Your assignment
The answer should be each line from the entries below that has the word "HashMap" in it.

The data
**********

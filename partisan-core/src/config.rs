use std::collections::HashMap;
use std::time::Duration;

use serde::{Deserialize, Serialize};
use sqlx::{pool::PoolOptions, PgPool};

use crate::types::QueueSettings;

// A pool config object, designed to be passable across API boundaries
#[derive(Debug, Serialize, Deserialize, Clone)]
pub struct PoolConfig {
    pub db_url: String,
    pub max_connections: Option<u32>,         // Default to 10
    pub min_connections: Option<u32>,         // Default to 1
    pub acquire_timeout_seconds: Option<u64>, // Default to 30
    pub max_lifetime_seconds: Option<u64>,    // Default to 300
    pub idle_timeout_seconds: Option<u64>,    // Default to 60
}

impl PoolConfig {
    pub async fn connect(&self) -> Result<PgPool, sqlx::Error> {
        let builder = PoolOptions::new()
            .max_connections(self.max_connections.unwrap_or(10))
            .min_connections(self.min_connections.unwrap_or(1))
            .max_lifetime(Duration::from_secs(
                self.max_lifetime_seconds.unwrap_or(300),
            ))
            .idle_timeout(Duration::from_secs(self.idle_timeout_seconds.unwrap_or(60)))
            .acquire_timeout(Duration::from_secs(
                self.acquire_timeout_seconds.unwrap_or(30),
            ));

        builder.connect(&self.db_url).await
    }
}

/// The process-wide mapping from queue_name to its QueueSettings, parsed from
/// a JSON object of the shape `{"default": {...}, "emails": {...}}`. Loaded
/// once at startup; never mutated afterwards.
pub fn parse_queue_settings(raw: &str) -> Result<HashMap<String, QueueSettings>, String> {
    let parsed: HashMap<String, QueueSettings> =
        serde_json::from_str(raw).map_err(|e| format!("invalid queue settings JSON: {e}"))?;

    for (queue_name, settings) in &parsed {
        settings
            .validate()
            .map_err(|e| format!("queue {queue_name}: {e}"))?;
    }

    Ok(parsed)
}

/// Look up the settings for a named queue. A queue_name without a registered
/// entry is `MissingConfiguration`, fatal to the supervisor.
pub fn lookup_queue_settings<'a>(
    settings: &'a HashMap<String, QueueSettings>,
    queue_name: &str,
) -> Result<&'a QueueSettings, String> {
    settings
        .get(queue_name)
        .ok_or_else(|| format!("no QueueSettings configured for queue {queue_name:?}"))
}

**********

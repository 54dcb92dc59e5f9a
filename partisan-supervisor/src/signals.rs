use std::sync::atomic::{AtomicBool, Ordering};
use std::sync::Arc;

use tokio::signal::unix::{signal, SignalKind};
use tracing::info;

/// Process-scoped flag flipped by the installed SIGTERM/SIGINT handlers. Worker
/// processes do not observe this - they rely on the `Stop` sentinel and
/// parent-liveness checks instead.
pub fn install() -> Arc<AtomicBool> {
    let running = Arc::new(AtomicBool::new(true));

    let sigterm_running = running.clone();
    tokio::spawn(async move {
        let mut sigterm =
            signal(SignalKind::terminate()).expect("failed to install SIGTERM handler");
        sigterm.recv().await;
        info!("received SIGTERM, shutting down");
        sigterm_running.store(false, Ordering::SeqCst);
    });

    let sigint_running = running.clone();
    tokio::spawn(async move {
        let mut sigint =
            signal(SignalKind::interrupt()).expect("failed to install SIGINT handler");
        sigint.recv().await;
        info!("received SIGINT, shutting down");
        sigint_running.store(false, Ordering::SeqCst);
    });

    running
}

**********

Solution below
use std::collections::HashMap;
pub fn parse_queue_settings(raw: &str) -> Result<HashMap<String, QueueSettings>, String> {
    let parsed: HashMap<String, QueueSettings> =
    settings: &'a HashMap<String, QueueSettings>,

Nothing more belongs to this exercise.